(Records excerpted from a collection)
* * * *

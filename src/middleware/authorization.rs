use std::collections::HashMap;
use std::sync::Arc;

use thiserror::Error;
use tracing::{debug, warn};

use crate::users::{Capability, UserError, UserRecord, UserRepository};

/// Header carrying the caller's user id
pub const IDENTITY_HEADER: &str = "X-User-Id";

#[derive(Debug, Error)]
pub enum AuthError {
    #[error("{0}")]
    Forbidden(String),

    /// The user collection could not be read; not a permission decision
    #[error(transparent)]
    Lookup(#[from] UserError),
}

/// Case-insensitive lookup of `header` in the request headers
pub fn extract_identity(headers: &HashMap<String, String>, header: &str) -> Option<String> {
    headers
        .iter()
        .find(|(name, _)| name.eq_ignore_ascii_case(header))
        .map(|(_, value)| value.trim().to_string())
        .filter(|value| !value.is_empty())
}

/// Resolves a caller identity against the user collection and decides
/// whether it holds a capability
#[derive(Clone)]
pub struct Authorizer {
    users: Arc<UserRepository>,
    header: String,
}

impl Authorizer {
    pub fn new(users: Arc<UserRepository>) -> Self {
        Self {
            users,
            header: IDENTITY_HEADER.to_string(),
        }
    }

    pub fn with_header(mut self, header: impl Into<String>) -> Self {
        self.header = header.into();
        self
    }

    pub fn header(&self) -> &str {
        &self.header
    }

    pub fn identity(&self, headers: &HashMap<String, String>) -> Option<String> {
        extract_identity(headers, &self.header)
    }

    /// Succeeds with the caller's record when it is active and holds
    /// `capability` (admin holds every capability)
    pub async fn check(
        &self,
        identity: Option<&str>,
        capability: Capability,
    ) -> Result<UserRecord, AuthError> {
        let Some(id) = identity else {
            warn!("Denied {}: missing {} header", capability, self.header);
            return Err(AuthError::Forbidden(format!("Missing {} header", self.header)));
        };

        let Some(user) = self.users.get(id).await? else {
            warn!("Denied {}: unknown user {}", capability, id);
            return Err(AuthError::Forbidden("User not found".to_string()));
        };

        if !user.ativo {
            warn!("Denied {}: user {} is inactive", capability, id);
            return Err(AuthError::Forbidden("User is inactive".to_string()));
        }

        if !user.permissoes.grants(capability) {
            warn!("Denied {}: user {} lacks permission", capability, id);
            return Err(AuthError::Forbidden(format!(
                "User lacks '{}' permission",
                capability
            )));
        }

        debug!("Granted {} to {}", capability, id);
        Ok(user)
    }

    /// Never fails: any lookup problem counts as not admin
    pub async fn is_admin(&self, identity: Option<&str>) -> bool {
        self.check(identity, Capability::Admin).await.is_ok()
    }
}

* * * *

§ **Problem to work on**
Copy each line of the records that has "lacks" in it.

§ **Exercise response**
            warn!("Denied {}: user {} lacks permission", capability, id);
                "User lacks '{}' permission",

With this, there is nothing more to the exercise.